C’était la fin d’après-midi dans le comté de Westchester, par une de ces belles journées d’automne new-yorkaises où le ciel, d’une clarté presque irréelle, semblait figé dans le temps. Le chauffeur de Fernando arrêta la berline noire devant les grilles en fer forgé de Harrington Manor, tandis que deux jardiniers taillaient les haies avec une précision chirurgicale. Au-delà, le manoir se dressait, pâle et immaculé, chaque fenêtre reflétant la richesse comme un avertissement.
Fernando sortit de la voiture, son téléphone déjà à la main, le pouce faisant défiler les messages, l’esprit encore absorbé par la réunion qu’il venait de quitter.
Une fusion.
Une décision du conseil d’administration.
Un engagement caritatif.
Tout ce qui est urgent.
Tout ce qui est lourd.
Tout, sauf la seule chose qui comptait vraiment.
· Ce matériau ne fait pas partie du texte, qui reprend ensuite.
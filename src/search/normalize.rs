//! Reshaping of downstream search responses into the client envelope
//!
//! Downstream records are renamed field by field; the record list is then
//! exposed under every alias the UI consumers read (`businesses` or `people`,
//! `results`, `data`). Missing lists and fields are tolerated: an absent
//! `content` is an empty page and an absent field is `null`.

use crate::search::pagination::{total_pages, Pagination};
use crate::search::SearchKind;
use serde::ser::{SerializeMap, Serializer};
use serde::Serialize;
use serde_json::{Map, Value};

/// Downstream response field names
pub mod upstream_fields {
    pub const CONTENT: &str = "content";
    pub const TOTAL_ELEMENTS: &str = "total_elements";
    pub const PAGE_NUMBER: &str = "page_number";
    pub const PAGE_SIZE: &str = "page_size";
    pub const TOTAL_PAGES: &str = "total_pages";
}

/// Nested postal address of a record
#[derive(Debug, Clone, Default, PartialEq, Eq, Serialize)]
pub struct Address {
    pub street: Option<String>,
    pub city: Option<String>,
    pub region: Option<String>,
    pub country: Option<String>,
    pub postal_code: Option<String>,
}

/// A company as the UI expects it
#[derive(Debug, Clone, PartialEq, Eq, Serialize)]
pub struct BusinessRecord {
    pub id: Option<String>,
    pub business_id: Option<String>,
    pub name: Option<String>,
    pub domain: Option<String>,
    pub website: Option<String>,
    pub description: Option<String>,
    pub industry: Option<String>,
    pub employee_range: Option<String>,
    pub revenue_range: Option<String>,
    pub address: Address,
    pub logo: Option<String>,
    pub logo_url: Option<String>,
    pub linkedin: Option<String>,
    pub linkedin_url: Option<String>,
}

impl BusinessRecord {
    pub fn from_upstream(record: &Map<String, Value>) -> Self {
        let id = string_field(record, "business_id");
        let logo = string_field(record, "logo");
        let linkedin = string_field(record, "linkedin_profile");
        Self {
            business_id: id.clone(),
            id,
            name: string_field(record, "name"),
            domain: string_field(record, "domain"),
            website: string_field(record, "website"),
            description: string_field(record, "business_description"),
            industry: string_field(record, "linkedin_industry_category"),
            employee_range: string_field(record, "number_of_employees_range"),
            revenue_range: string_field(record, "yearly_revenue_range"),
            address: Address {
                street: string_field(record, "street"),
                city: string_field(record, "city_name"),
                region: string_field(record, "region_name"),
                country: string_field(record, "country_name"),
                postal_code: string_field(record, "zip_code"),
            },
            logo_url: logo.clone(),
            logo,
            linkedin_url: linkedin.clone(),
            linkedin,
        }
    }
}

/// A person as the UI expects it
#[derive(Debug, Clone, PartialEq, Eq, Serialize)]
pub struct PersonRecord {
    pub id: Option<String>,
    pub prospect_id: Option<String>,
    pub name: Option<String>,
    pub full_name: Option<String>,
    pub first_name: Option<String>,
    pub last_name: Option<String>,
    pub title: Option<String>,
    pub job_title: Option<String>,
    pub job_level: Option<String>,
    pub job_department: Option<String>,
    pub company_name: Option<String>,
    pub business_id: Option<String>,
    pub company_website: Option<String>,
    pub address: Address,
    pub linkedin: Option<String>,
    pub linkedin_url: Option<String>,
}

impl PersonRecord {
    pub fn from_upstream(record: &Map<String, Value>) -> Self {
        let id = string_field(record, "prospect_id");
        let full_name = string_field(record, "full_name");
        let job_title = string_field(record, "job_title");
        let linkedin = string_field(record, "linkedin");
        Self {
            prospect_id: id.clone(),
            id,
            name: full_name.clone(),
            full_name,
            first_name: string_field(record, "first_name"),
            last_name: string_field(record, "last_name"),
            title: job_title.clone(),
            job_title,
            job_level: string_field(record, "job_level"),
            job_department: string_field(record, "job_department"),
            company_name: string_field(record, "company_name"),
            business_id: string_field(record, "business_id"),
            company_website: string_field(record, "company_website"),
            address: Address {
                city: string_field(record, "city"),
                region: string_field(record, "region_name"),
                country: string_field(record, "country_name"),
                ..Address::default()
            },
            linkedin_url: linkedin.clone(),
            linkedin,
        }
    }
}

#[derive(Debug, Clone, PartialEq, Eq, Serialize)]
#[serde(untagged)]
pub enum Record {
    Business(BusinessRecord),
    Person(PersonRecord),
}

/// Client envelope for one page of search results
#[derive(Debug, Clone, PartialEq, Eq)]
pub struct SearchEnvelope {
    pub kind: SearchKind,
    pub records: Vec<Record>,
    pub total: u64,
    pub page: u32,
    pub page_size: u32,
    pub total_pages: u64,
}

impl Serialize for SearchEnvelope {
    fn serialize<S: Serializer>(&self, serializer: S) -> Result<S::Ok, S::Error> {
        let mut map = serializer.serialize_map(Some(7))?;
        map.serialize_entry(self.kind.envelope_key(), &self.records)?;
        map.serialize_entry("results", &self.records)?;
        map.serialize_entry("data", &self.records)?;
        map.serialize_entry("total", &self.total)?;
        map.serialize_entry("page", &self.page)?;
        map.serialize_entry("page_size", &self.page_size)?;
        map.serialize_entry("total_pages", &self.total_pages)?;
        map.end()
    }
}

/// Normalize a downstream search response for the requested page
pub fn normalize_search_response(
    kind: SearchKind,
    response: &Value,
    requested: Pagination,
) -> SearchEnvelope {
    use upstream_fields::*;

    let records: Vec<Record> = response
        .get(CONTENT)
        .and_then(Value::as_array)
        .map(|content| {
            content
                .iter()
                .filter_map(Value::as_object)
                .map(|record| kind.normalize_record(record))
                .collect()
        })
        .unwrap_or_default();

    let total = response
        .get(TOTAL_ELEMENTS)
        .and_then(Value::as_u64)
        .unwrap_or(records.len() as u64);
    let page = u32_field(response, PAGE_NUMBER)
        .filter(|page| *page > 0)
        .unwrap_or_else(|| requested.page());
    let page_size = u32_field(response, PAGE_SIZE)
        .filter(|size| *size > 0)
        .unwrap_or_else(|| requested.page_size());
    let total_pages = response
        .get(TOTAL_PAGES)
        .and_then(Value::as_u64)
        .unwrap_or_else(|| total_pages(total, page_size));

    SearchEnvelope {
        kind,
        records,
        total,
        page,
        page_size,
        total_pages,
    }
}

/// String value of a field; numbers are rendered, anything else is absent
fn string_field(record: &Map<String, Value>, key: &str) -> Option<String> {
    match record.get(key)? {
        Value::String(value) => Some(value.clone()),
        Value::Number(value) => Some(value.to_string()),
        _ => None,
    }
}

fn u32_field(response: &Value, key: &str) -> Option<u32> {
    response
        .get(key)
        .and_then(Value::as_u64)
        .and_then(|value| u32::try_from(value).ok())
}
Un garçon, maigre et agité, d’à peine douze ans, se tenait près du pilier de pierre du portail. Il portait un sweat-shirt délavé et des baskets usées qui avaient trop servi. Un des jardiniers l’interpella, lui ordonnant de s’arrêter et de tenir les sacs-poubelle.
Mais le garçon ne bougea pas.
Son regard était rivé sur Fernando, perçant d’une intensité qui n’avait rien à faire sur le visage d’un enfant. Ni de la défiance, ni de l’arrogance.
Peur.
Et la certitude.
« Monsieur », dit le garçon.
Fernando leva à peine les yeux. « Ouais ? »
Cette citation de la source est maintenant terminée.